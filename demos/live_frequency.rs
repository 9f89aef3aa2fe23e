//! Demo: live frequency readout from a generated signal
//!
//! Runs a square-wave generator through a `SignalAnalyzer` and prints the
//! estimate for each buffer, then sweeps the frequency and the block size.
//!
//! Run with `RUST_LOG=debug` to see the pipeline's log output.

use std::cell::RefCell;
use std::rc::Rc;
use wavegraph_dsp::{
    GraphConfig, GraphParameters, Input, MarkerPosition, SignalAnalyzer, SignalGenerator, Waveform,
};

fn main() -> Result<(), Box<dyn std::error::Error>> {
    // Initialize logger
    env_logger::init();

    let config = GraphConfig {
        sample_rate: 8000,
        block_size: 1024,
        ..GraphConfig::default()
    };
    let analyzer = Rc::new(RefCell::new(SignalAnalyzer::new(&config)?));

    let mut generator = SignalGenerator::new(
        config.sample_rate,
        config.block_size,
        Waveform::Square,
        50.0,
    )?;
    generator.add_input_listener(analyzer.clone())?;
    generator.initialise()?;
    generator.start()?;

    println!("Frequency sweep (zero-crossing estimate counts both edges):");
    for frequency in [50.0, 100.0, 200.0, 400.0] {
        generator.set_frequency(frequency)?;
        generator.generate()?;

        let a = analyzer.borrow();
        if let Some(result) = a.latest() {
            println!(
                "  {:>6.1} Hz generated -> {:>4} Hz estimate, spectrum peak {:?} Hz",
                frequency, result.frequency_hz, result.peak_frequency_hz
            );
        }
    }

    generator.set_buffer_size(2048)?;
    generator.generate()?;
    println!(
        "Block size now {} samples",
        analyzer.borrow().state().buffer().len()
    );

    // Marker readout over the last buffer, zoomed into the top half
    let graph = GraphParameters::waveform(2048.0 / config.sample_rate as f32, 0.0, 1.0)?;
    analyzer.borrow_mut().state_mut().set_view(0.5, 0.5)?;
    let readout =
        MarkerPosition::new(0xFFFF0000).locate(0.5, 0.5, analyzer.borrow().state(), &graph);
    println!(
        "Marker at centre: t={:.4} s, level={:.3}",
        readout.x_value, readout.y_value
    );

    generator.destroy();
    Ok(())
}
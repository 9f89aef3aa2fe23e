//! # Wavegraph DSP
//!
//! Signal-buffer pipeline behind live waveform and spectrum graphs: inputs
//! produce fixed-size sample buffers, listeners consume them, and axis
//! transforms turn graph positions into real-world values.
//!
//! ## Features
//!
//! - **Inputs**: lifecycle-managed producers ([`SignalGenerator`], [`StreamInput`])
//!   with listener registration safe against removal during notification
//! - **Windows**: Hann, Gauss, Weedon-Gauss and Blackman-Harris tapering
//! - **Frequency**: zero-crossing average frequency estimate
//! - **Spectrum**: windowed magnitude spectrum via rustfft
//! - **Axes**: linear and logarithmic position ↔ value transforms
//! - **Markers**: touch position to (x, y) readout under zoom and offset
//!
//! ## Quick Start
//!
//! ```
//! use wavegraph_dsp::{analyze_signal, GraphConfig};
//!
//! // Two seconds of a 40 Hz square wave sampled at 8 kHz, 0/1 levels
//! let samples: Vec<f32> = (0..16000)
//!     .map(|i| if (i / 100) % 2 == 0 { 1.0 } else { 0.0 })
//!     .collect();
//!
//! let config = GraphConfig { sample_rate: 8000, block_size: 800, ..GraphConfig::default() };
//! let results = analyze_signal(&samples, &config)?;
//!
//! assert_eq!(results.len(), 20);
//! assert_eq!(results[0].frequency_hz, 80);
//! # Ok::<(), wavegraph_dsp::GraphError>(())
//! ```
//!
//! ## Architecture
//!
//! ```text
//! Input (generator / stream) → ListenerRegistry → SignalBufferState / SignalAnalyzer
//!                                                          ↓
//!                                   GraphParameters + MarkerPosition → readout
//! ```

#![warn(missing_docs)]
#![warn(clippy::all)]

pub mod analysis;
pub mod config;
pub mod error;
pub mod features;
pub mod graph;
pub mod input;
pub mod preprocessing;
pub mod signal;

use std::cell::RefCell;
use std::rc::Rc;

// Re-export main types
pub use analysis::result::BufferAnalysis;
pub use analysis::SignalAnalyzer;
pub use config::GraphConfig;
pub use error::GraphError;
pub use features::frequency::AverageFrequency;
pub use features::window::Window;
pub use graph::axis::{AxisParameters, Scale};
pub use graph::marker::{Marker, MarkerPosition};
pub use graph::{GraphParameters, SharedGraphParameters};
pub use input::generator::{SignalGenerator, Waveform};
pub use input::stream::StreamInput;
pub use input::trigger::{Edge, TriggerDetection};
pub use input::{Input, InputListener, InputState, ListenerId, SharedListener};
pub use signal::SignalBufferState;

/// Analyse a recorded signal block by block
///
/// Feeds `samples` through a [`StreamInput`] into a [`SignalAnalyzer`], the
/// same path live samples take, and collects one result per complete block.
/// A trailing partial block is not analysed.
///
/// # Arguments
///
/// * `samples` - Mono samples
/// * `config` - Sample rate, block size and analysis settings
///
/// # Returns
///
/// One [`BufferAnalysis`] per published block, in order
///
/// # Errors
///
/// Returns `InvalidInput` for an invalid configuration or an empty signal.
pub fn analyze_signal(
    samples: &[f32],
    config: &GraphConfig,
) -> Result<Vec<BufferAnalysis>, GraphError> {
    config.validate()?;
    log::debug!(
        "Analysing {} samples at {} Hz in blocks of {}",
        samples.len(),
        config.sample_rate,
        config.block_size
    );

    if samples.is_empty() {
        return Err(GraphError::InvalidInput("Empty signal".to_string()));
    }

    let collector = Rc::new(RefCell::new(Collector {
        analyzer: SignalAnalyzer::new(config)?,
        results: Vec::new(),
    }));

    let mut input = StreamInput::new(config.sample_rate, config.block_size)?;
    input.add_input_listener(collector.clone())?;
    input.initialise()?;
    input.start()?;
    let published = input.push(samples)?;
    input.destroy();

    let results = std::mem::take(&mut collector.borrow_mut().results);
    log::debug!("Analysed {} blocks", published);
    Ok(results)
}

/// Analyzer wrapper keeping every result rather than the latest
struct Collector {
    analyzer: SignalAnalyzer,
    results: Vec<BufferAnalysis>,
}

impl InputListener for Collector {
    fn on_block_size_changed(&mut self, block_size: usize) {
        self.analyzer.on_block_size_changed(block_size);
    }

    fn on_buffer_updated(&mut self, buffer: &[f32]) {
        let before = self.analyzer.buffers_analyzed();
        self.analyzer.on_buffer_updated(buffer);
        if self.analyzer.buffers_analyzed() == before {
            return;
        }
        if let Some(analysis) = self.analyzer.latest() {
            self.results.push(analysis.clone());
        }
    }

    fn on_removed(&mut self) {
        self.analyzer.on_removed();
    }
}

*-*-*

* What to produce
All of the lines above must be returned exactly as they stand.

* Result of this task
filename demos/live_frequency.rs
repository 9f89aef3aa2fe23e
//! Demo: live frequency readout from a generated signal
//!
//! Runs a square-wave generator through a `SignalAnalyzer` and prints the
//! estimate for each buffer, then sweeps the frequency and the block size.
//!
//! Run with `RUST_LOG=debug` to see the pipeline's log output.

use std::cell::RefCell;
use std::rc::Rc;
use wavegraph_dsp::{
    GraphConfig, GraphParameters, Input, MarkerPosition, SignalAnalyzer, SignalGenerator, Waveform,
};

fn main() -> Result<(), Box<dyn std::error::Error>> {
    // Initialize logger
    env_logger::init();

    let config = GraphConfig {
        sample_rate: 8000,
        block_size: 1024,
        ..GraphConfig::default()
    };
    let analyzer = Rc::new(RefCell::new(SignalAnalyzer::new(&config)?));

    let mut generator = SignalGenerator::new(
        config.sample_rate,
        config.block_size,
        Waveform::Square,
        50.0,
    )?;
    generator.add_input_listener(analyzer.clone())?;
    generator.initialise()?;
    generator.start()?;

    println!("Frequency sweep (zero-crossing estimate counts both edges):");
    for frequency in [50.0, 100.0, 200.0, 400.0] {
        generator.set_frequency(frequency)?;
        generator.generate()?;

        let a = analyzer.borrow();
        if let Some(result) = a.latest() {
            println!(
                "  {:>6.1} Hz generated -> {:>4} Hz estimate, spectrum peak {:?} Hz",
                frequency, result.frequency_hz, result.peak_frequency_hz
            );
        }
    }

    generator.set_buffer_size(2048)?;
    generator.generate()?;
    println!(
        "Block size now {} samples",
        analyzer.borrow().state().buffer().len()
    );

    // Marker readout over the last buffer, zoomed into the top half
    let graph = GraphParameters::waveform(2048.0 / config.sample_rate as f32, 0.0, 1.0)?;
    analyzer.borrow_mut().state_mut().set_view(0.5, 0.5)?;
    let readout =
        MarkerPosition::new(0xFFFF0000).locate(0.5, 0.5, analyzer.borrow().state(), &graph);
    println!(
        "Marker at centre: t={:.4} s, level={:.3}",
        readout.x_value, readout.y_value
    );

    generator.destroy();
    Ok(())
}
repository 9f89aef3aa2fe23e
//! # Wavegraph DSP
//!
//! Signal-buffer pipeline behind live waveform and spectrum graphs: inputs
//! produce fixed-size sample buffers, listeners consume them, and axis
//! transforms turn graph positions into real-world values.
//!
//! ## Features
//!
//! - **Inputs**: lifecycle-managed producers ([`SignalGenerator`], [`StreamInput`])
//!   with listener registration safe against removal during notification
//! - **Windows**: Hann, Gauss, Weedon-Gauss and Blackman-Harris tapering
//! - **Frequency**: zero-crossing average frequency estimate
//! - **Spectrum**: windowed magnitude spectrum via rustfft
//! - **Axes**: linear and logarithmic position ↔ value transforms
//! - **Markers**: touch position to (x, y) readout under zoom and offset
//!
//! ## Quick Start
//!
//! ```
//! use wavegraph_dsp::{analyze_signal, GraphConfig};
//!
//! // Two seconds of a 40 Hz square wave sampled at 8 kHz, 0/1 levels
//! let samples: Vec<f32> = (0..16000)
//!     .map(|i| if (i / 100) % 2 == 0 { 1.0 } else { 0.0 })
//!     .collect();
//!
//! let config = GraphConfig { sample_rate: 8000, block_size: 800, ..GraphConfig::default() };
//! let results = analyze_signal(&samples, &config)?;
//!
//! assert_eq!(results.len(), 20);
//! assert_eq!(results[0].frequency_hz, 80);
//! # Ok::<(), wavegraph_dsp::GraphError>(())
//! ```
//!
//! ## Architecture
//!
//! ```text
//! Input (generator / stream) → ListenerRegistry → SignalBufferState / SignalAnalyzer
//!                                                          ↓
//!                                   GraphParameters + MarkerPosition → readout
//! ```

#![warn(missing_docs)]
#![warn(clippy::all)]

pub mod analysis;
pub mod config;
pub mod error;
pub mod features;
pub mod graph;
pub mod input;
pub mod preprocessing;
pub mod signal;

use std::cell::RefCell;
use std::rc::Rc;

// Re-export main types
pub use analysis::result::BufferAnalysis;
pub use analysis::SignalAnalyzer;
pub use config::GraphConfig;
pub use error::GraphError;
pub use features::frequency::AverageFrequency;
pub use features::window::Window;
pub use graph::axis::{AxisParameters, Scale};
pub use graph::marker::{Marker, MarkerPosition};
pub use graph::{GraphParameters, SharedGraphParameters};
pub use input::generator::{SignalGenerator, Waveform};
pub use input::stream::StreamInput;
pub use input::trigger::{Edge, TriggerDetection};
pub use input::{Input, InputListener, InputState, ListenerId, SharedListener};
pub use signal::SignalBufferState;

/// Analyse a recorded signal block by block
///
/// Feeds `samples` through a [`StreamInput`] into a [`SignalAnalyzer`], the
/// same path live samples take, and collects one result per complete block.
/// A trailing partial block is not analysed.
///
/// # Arguments
///
/// * `samples` - Mono samples
/// * `config` - Sample rate, block size and analysis settings
///
/// # Returns
///
/// One [`BufferAnalysis`] per published block, in order
///
/// # Errors
///
/// Returns `InvalidInput` for an invalid configuration or an empty signal.
pub fn analyze_signal(
    samples: &[f32],
    config: &GraphConfig,
) -> Result<Vec<BufferAnalysis>, GraphError> {
    config.validate()?;
    log::debug!(
        "Analysing {} samples at {} Hz in blocks of {}",
        samples.len(),
        config.sample_rate,
        config.block_size
    );

    if samples.is_empty() {
        return Err(GraphError::InvalidInput("Empty signal".to_string()));
    }

    let collector = Rc::new(RefCell::new(Collector {
        analyzer: SignalAnalyzer::new(config)?,
        results: Vec::new(),
    }));

    let mut input = StreamInput::new(config.sample_rate, config.block_size)?;
    input.add_input_listener(collector.clone())?;
    input.initialise()?;
    input.start()?;
    let published = input.push(samples)?;
    input.destroy();

    let results = std::mem::take(&mut collector.borrow_mut().results);
    log::debug!("Analysed {} blocks", published);
    Ok(results)
}

/// Analyzer wrapper keeping every result rather than the latest
struct Collector {
    analyzer: SignalAnalyzer,
    results: Vec<BufferAnalysis>,
}

impl InputListener for Collector {
    fn on_block_size_changed(&mut self, block_size: usize) {
        self.analyzer.on_block_size_changed(block_size);
    }

    fn on_buffer_updated(&mut self, buffer: &[f32]) {
        let before = self.analyzer.buffers_analyzed();
        self.analyzer.on_buffer_updated(buffer);
        if self.analyzer.buffers_analyzed() == before {
            return;
        }
        if let Some(analysis) = self.analyzer.latest() {
            self.results.push(analysis.clone());
        }
    }

    fn on_removed(&mut self) {
        self.analyzer.on_removed();
    }
}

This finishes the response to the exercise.